VOA: Obama: America `not even close` to healing people-police divide

After a nearly four hour-long meeting at the White House Wednesday with leaders in law enforcement and prominent members of the black community, President Barack Obama said that America is still nowhere close to healing the decades-long build up of mistrust between the two sides, according to Voice of America (VOA).
”We`re not there yet, we`re not even close to being where we want to be,” Obama said. ”We`re not at a point yet where communities of color feel confident that their police departments are serving them with dignity and respect and equality and we`re not there yet where police departments feel adequately supported at all levels,” VOA reported.
A large and diverse group participated in the exchange of ideas, including Attorney General Loretta Lynch, Louisiana Governor John Bel Edwards, Los Angeles Mayor Eric Garcetti, NAACP President Cornell Brooks, other elected officials, police chiefs from several major cities, activists representing the Black Lives Matter movement, and several faith leaders.
The president said he wanted to bring people into the room with different perspectives to listen to each other.
The meeting was called in response to events last week that have many Americans concerned. Two black men were shot by white police officers at point-blank range in the states of Louisiana and Minnesota; five white police officers were then shot at a rally in Texas protesting against those shootings, by a black gunman who said he wanted to kill white people.
After the White House meeting, which went on much longer than planned, the president said the good news is that progress has been made in many police departments across the country. He said Wednesday`s conversation would build off his administration`s ”Task Force on 21st Century Policing,” and would share solutions from communities that have already found ways to build trust and reduce racial disparities.
But he added this sober assessment: ”There is no doubt police departments still feel embattled and unjustly accused. There is no doubt that minority communities – communities of color – feel it just takes too long to do what`s right. The pace of change is going to feel too fast for some, too slow for others.”
Because this is a big country, he added:  ”I think it is fair to say we will see more tension between police and communities this month, next month, next year, for quite some time.”

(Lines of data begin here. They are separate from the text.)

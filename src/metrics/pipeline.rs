//! Pipeline Phase Metrics
//!
//! Stage-level health: runs, failures by error kind, durations and tables published.

use crate::metrics::core::TimingGuard;
use crate::metrics::{phase_metric, MetricDoc, MetricType, PhaseMetrics};

pub struct PipelineMetrics;

impl PipelineMetrics {
    /// Start timing a stage; the duration is recorded when the guard drops
    pub fn time_stage(stage: &'static str) -> TimingGuard {
        TimingGuard::new(phase_metric!(histogram, "pipeline", "stage_duration_seconds")).with_label("stage", stage)
    }

    pub fn record_stage_success(stage: &'static str, tables_published: usize) {
        ::metrics::counter!(phase_metric!(counter, "pipeline", "stage_runs"), "stage" => stage, "status" => "success")
            .increment(1);
        ::metrics::counter!(phase_metric!(counter, "pipeline", "tables_published"), "stage" => stage)
            .increment(tables_published as u64);
    }

    pub fn record_stage_failure(stage: &'static str, error_kind: &'static str) {
        ::metrics::counter!(phase_metric!(counter, "pipeline", "stage_runs"), "stage" => stage, "status" => "failure")
            .increment(1);
        ::metrics::counter!(phase_metric!(counter, "pipeline", "errors"), "stage" => stage, "kind" => error_kind)
            .increment(1);
    }
}

impl PhaseMetrics for PipelineMetrics {
    fn register_metrics() {
        use metrics::{counter, histogram};

        let _ = counter!(phase_metric!(counter, "pipeline", "stage_runs"));
        let _ = counter!(phase_metric!(counter, "pipeline", "tables_published"));
        let _ = counter!(phase_metric!(counter, "pipeline", "errors"));
        let _ = histogram!(phase_metric!(histogram, "pipeline", "stage_duration_seconds"));
    }

    fn phase_name() -> &'static str {
        "pipeline"
    }

    fn metrics_documentation() -> Vec<MetricDoc> {
        vec![
            MetricDoc {
                name: phase_metric!(counter, "pipeline", "stage_runs"),
                metric_type: MetricType::Counter,
                help: "Stage executions by outcome",
                labels: vec!["stage", "status"],
            },
            MetricDoc {
                name: phase_metric!(counter, "pipeline", "tables_published"),
                metric_type: MetricType::Counter,
                help: "Tables published to a layer store",
                labels: vec!["stage"],
            },
            MetricDoc {
                name: phase_metric!(counter, "pipeline", "errors"),
                metric_type: MetricType::Counter,
                help: "Fatal stage errors by kind",
                labels: vec!["stage", "kind"],
            },
            MetricDoc {
                name: phase_metric!(histogram, "pipeline", "stage_duration_seconds"),
                metric_type: MetricType::Histogram,
                help: "Wall-clock time of one stage, including reads and publish",
                labels: vec!["stage"],
            },
        ]
    }
}
use crate::domain::{CleanInventory, FactInventory, FactSales, UnifiedSale};
use crate::error::Result;
use crate::table::{from_table, to_table, Table};

/// One fact row per unified sale, `sale_key` assigned 1..=n in row order
pub fn build_fact_sales(sales: &Table) -> Result<Table> {
    let sales: Vec<UnifiedSale> = from_table(sales)?;
    let facts: Vec<FactSales> = sales
        .iter()
        .zip(1i64..)
        .map(|(sale, key)| FactSales::from_sale(key, sale))
        .collect();
    to_table(&facts)
}

/// One fact row per inventory position, `inventory_key` assigned 1..=n in row order
pub fn build_fact_inventory(inventory: &Table) -> Result<Table> {
    let positions: Vec<CleanInventory> = from_table(inventory)?;
    let facts: Vec<FactInventory> = positions
        .iter()
        .zip(1i64..)
        .map(|(position, key)| FactInventory::from_position(key, position))
        .collect();
    to_table(&facts)
}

The president said progress on preventing shootings like last week`s incidents will not happen overnight, because the roots date back not just decades, but centuries. He said ”what we can do” is to set up a series of respectful conversations to make sure we hold ourselves accountable for getting better.
”As a country,” Obama said, ”we have to sit down as a country and just grind it out.”
The meeting produced a list of priorities that Obama said everyone at the table agreed on, which included working with police departments to improve training and de-escalation techniques and creating a ”system of accountability” that would grant citizens greater access to data on law enforcement actions.